BEGIN

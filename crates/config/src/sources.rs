//! Source entries
//!
//! A source entry names one remote file to follow: the host to reach, an
//! optional jump host, and the absolute path of the file. The entry also
//! serves as the descriptor the engine hands to the transport layer.

use serde::Deserialize;

/// Default SSH port
const DEFAULT_SSH_PORT: u16 = 22;

/// One log source to follow
///
/// ```toml
/// [[sources]]
/// name = "api-prod"
/// file = "/var/log/api.log"
///
/// [sources.host]
/// address = "10.0.0.12"
/// username = "deploy"
/// password = "secret"
/// ```
#[derive(Debug, Clone, Deserialize, PartialEq, Eq)]
pub struct SourceEntry {
    /// Human name; also the source id used for attach/detach
    pub name: String,

    /// Absolute path of the file on the remote host
    pub file: String,

    /// Host the file lives on
    pub host: HostConfig,

    /// Optional jump host to tunnel through
    #[serde(default)]
    pub jump_host: Option<HostConfig>,
}

/// A remote host identity with its credentials
///
/// Either `key` (with an optional `passphrase`) or `password` must be
/// usable; when both are present the key wins.
#[derive(Debug, Clone, Deserialize, PartialEq, Eq)]
pub struct HostConfig {
    /// Host address, without port
    pub address: String,

    /// SSH port
    /// Default: 22
    #[serde(default = "default_port")]
    pub port: u16,

    /// User to authenticate as
    pub username: String,

    /// Password, for password authentication
    #[serde(default)]
    pub password: Option<String>,

    /// Path to a private key file, for key authentication
    #[serde(default)]
    pub key: Option<String>,

    /// Passphrase for an encrypted key file
    #[serde(default)]
    pub passphrase: Option<String>,
}

fn default_port() -> u16 {
    DEFAULT_SSH_PORT
}

impl Default for HostConfig {
    fn default() -> Self {
        Self {
            address: String::new(),
            port: DEFAULT_SSH_PORT,
            username: String::new(),
            password: None,
            key: None,
            passphrase: None,
        }
    }
}

impl HostConfig {
    /// `address:port` endpoint string
    pub fn endpoint(&self) -> String {
        format!("{}:{}", self.address, self.port)
    }

    /// The credential material that identifies this login
    ///
    /// The key path when key auth is configured, the password otherwise.
    /// Two hosts with equal endpoint, user and credential material share a
    /// transport session.
    pub fn credential(&self) -> &str {
        match self.key.as_deref() {
            Some(key) => key,
            None => self.password.as_deref().unwrap_or(""),
        }
    }
}
//! Health lattice and error classification
//!
//! A follower is always in exactly one health state. `Running` and
//! `Degraded` are liveness states (the poll loop is active); `Failed` and
//! `Stopped` are terminal. The classification of an observation is fixed:
//!
//! | read error | transport error | health   |
//! |------------|-----------------|----------|
//! | none       | none            | Running  |
//! | some       | none            | Degraded |
//! | any        | some            | Failed   |

use std::fmt;

/// Health of a follower, as observed by its subscribers
#[derive(Debug, Clone, Copy, Default, PartialEq, Eq)]
pub enum Health {
    /// Created but not yet started
    #[default]
    Idle,
    /// Poll loop active, last observation clean
    Running,
    /// Poll loop active, last observation hit a file-layer fault
    Degraded,
    /// Transport fault; the follower has stopped
    Failed,
    /// Clean shutdown
    Stopped,
}

impl Health {
    /// True for `Failed` and `Stopped`: the follower will emit no further
    /// events and cannot leave this state.
    #[inline]
    pub fn is_terminal(&self) -> bool {
        matches!(self, Self::Failed | Self::Stopped)
    }

    /// True while the poll loop is active
    #[inline]
    pub fn is_live(&self) -> bool {
        matches!(self, Self::Running | Self::Degraded)
    }

    /// Classify a pair of optional errors into a health state
    pub fn classify(read_err: Option<&str>, transport_err: Option<&str>) -> Self {
        match (read_err, transport_err) {
            (_, Some(_)) => Self::Failed,
            (Some(_), None) => Self::Degraded,
            (None, None) => Self::Running,
        }
    }
}

impl fmt::Display for Health {
    fn fmt(&self, f: &mut fmt::Formatter<'_>) -> fmt::Result {
        let s = match self {
            Self::Idle => "idle",
            Self::Running => "running",
            Self::Degraded => "degraded",
            Self::Failed => "failed",
            Self::Stopped => "stopped",
        };
        write!(f, "{}", s)
    }
}

/// Tracks a follower's health across observations
///
/// The follower feeds every pass through `observe` and emits a state event
/// only when it returns true: on a category change, or while `Degraded`
/// when the error text differs from the previously held one.
#[derive(Debug, Default)]
pub struct StateTracker {
    health: Health,
    error: Option<String>,
}

impl StateTracker {
    /// New tracker in `Idle` with no error
    pub fn new() -> Self {
        Self::default()
    }

    /// Current health
    #[inline]
    pub fn health(&self) -> Health {
        self.health
    }

    /// Error text held for `Degraded` and `Failed`
    #[inline]
    pub fn error(&self) -> Option<&str> {
        self.error.as_deref()
    }

    /// Record an observation; returns true if a transition must be emitted
    pub fn observe(&mut self, read_err: Option<&str>, transport_err: Option<&str>) -> bool {
        let next = Health::classify(read_err, transport_err);
        let next_err = match next {
            Health::Failed => transport_err.map(str::to_owned),
            Health::Degraded => read_err.map(str::to_owned),
            _ => None,
        };

        let changed = next != self.health
            || (next == Health::Degraded && next_err != self.error);

        self.health = next;
        self.error = next_err;
        changed
    }

    /// Force the health to a given state, keeping any held error.
    /// Returns true if the state actually changed.
    pub fn force(&mut self, health: Health) -> bool {
        let changed = self.health != health;
        self.health = health;
        if !matches!(health, Health::Degraded | Health::Failed) {
            self.error = None;
        }
        changed
    }
}

#[cfg(test)]
#[path = "health_test.rs"]
mod tests;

END

*HOW TO COMPLETE THIS TASK:*
After reading the records above, say how many lines hold the string "classification", using only a number.

*EXERCISE RESPONSE:*
2